Mais dans l’ensemble, ces agents faisaient également montre de carences techniques dans leur manière de servir.
Dans la décision rapportée, les compétences en matière d’action culturelle du directeur du service de la communauté urbaine n’étaient pas mises en cause, mais au contraire avérées.
Seul son comportement, violent, sexiste et humiliant, à l’égard des agents sous son autorité, a fondé le licenciement pour insuffisance professionnelle.
Le Conseil d’Etat dans cet arrêt retient que des carences managériales suffisent à caractériser une insuffisance professionnelle, considérant que l’essentiel des fonctions de direction est de nature essentiellement managériale.
Ainsi, la Haute juridiction administrative attend des agents de direction des qualités professionnelles particulières, non pas seulement techniques mais également relationnelles et managériales dont la carence est de nature à justifier un licenciement. Elle précise la fonction de direction, exigeant un comportement cohérent et respectueux des collègues, « des qualités de gestion, communication et dialogue ».
Pour intéressante que soit cette solution, on retiendra que dans son arrêt, le Conseil d’Etat ne contribue pas à éclaircir la distinction entre faute disciplinaire et insuffisance professionnelle.
Certes, le juge admet que des faits peuvent également constituer une faute professionnelle et être de nature à justifier un licenciement professionnel (CE 22 octobre 1993, CGI des Apes de hautes-Provence, rec. p. 579 ; CE 17 mars 2004, Provost, req. n° 205436). Les propos outrageants, blessant et sexistes retenus en l’espèce revêtent ce caractère fautif. On relèvera d’ailleurs que l’autorité territoriale avait dans un 1er temps engagé une procédure disciplinaire à l’encontre de l’agent pour, ensuite, changer de fondement et prononcer un licenciement pour insuffisance professionnel. Le Conseil d’Etat confirme donc cette confusion des faits et des fautes.

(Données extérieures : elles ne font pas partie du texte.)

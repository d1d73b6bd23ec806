//! Health check endpoints for Kubernetes probes

use std::time::Instant;

use axum::{extract::State, http::StatusCode, response::IntoResponse};
use serde::Serialize;

use crate::api::types::Json;

use super::state::AppState;

/// Health response with optional component status
#[derive(Serialize)]
pub struct HealthResponse {
    pub status: HealthStatus,
    pub version: String,
    #[serde(skip_serializing_if = "Option::is_none")]
    pub checks: Option<Vec<HealthCheck>>,
    #[serde(skip_serializing_if = "Option::is_none")]
    pub latency_ms: Option<u64>,
}

/// Health check status
#[derive(Debug, Serialize, Clone, Copy, PartialEq, Eq)]
#[serde(rename_all = "lowercase")]
pub enum HealthStatus {
    Healthy,
    Unhealthy,
}

/// Individual component health check
#[derive(Serialize)]
pub struct HealthCheck {
    pub name: String,
    pub status: HealthStatus,
    #[serde(skip_serializing_if = "Option::is_none")]
    pub message: Option<String>,
    #[serde(skip_serializing_if = "Option::is_none")]
    pub latency_ms: Option<u64>,
}

/// Returns 200 while the process is serving
pub async fn health_check() -> impl IntoResponse {
    let response = HealthResponse {
        status: HealthStatus::Healthy,
        version: env!("CARGO_PKG_VERSION").to_string(),
        checks: None,
        latency_ms: None,
    };

    (StatusCode::OK, Json(response))
}

/// Readiness check; the user repository must answer
pub async fn ready_check(State(state): State<AppState>) -> impl IntoResponse {
    let start = Instant::now();
    let repository_check = check_user_repository(&state).await;
    let status = repository_check.status;

    let response = HealthResponse {
        status,
        version: env!("CARGO_PKG_VERSION").to_string(),
        checks: Some(vec![repository_check]),
        latency_ms: Some(start.elapsed().as_millis() as u64),
    };

    let status_code = match status {
        HealthStatus::Healthy => StatusCode::OK,
        HealthStatus::Unhealthy => StatusCode::SERVICE_UNAVAILABLE,
    };

    (status_code, Json(response))
}

/// Liveness probe
pub async fn live_check() -> impl IntoResponse {
    StatusCode::OK
}

async fn check_user_repository(state: &AppState) -> HealthCheck {
    let start = Instant::now();

    match state.user_service.count().await {
        Ok(_) => HealthCheck {
            name: "user_repository".to_string(),
            status: HealthStatus::Healthy,
            message: None,
            latency_ms: Some(start.elapsed().as_millis() as u64),
        },
        Err(e) => HealthCheck {
            name: "user_repository".to_string(),
            status: HealthStatus::Unhealthy,
            message: Some(e.to_string()),
            latency_ms: Some(start.elapsed().as_millis() as u64),
        },
    }
}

Mais il juge surtout légal l’arrêté de suspension de fonction du directeur culturel, alors que la loi ne prévoit la suspension de fonction à titre conservatoire qu’en cas « de faute grave » (article 30 de la loi n° 83-634 du 13 juillet 1983 portant droits et obligations des fonctionnaires) et que le juge du fond considère généralement que l’insuffisance professionnelle n’est pas au nombre des motifs de nature à justifier une telle mesure (CAA Nancy 16 octobre 2004, Spiet, req. n° 00NC00827).
Rappel pratique :
Le personnel de direction de la fonction publique doit faire preuve de qualités managériales, d’écoute et de dialogue. Ces missions sont considérées comme essentielles des fonctions et leur carence peut justifier d’une part une mesure de suspension à titre conservatoire lorsque le fonctionnement du service s’en trouve compromis, d’autre part un licenciement pour insuffisance professionnelle.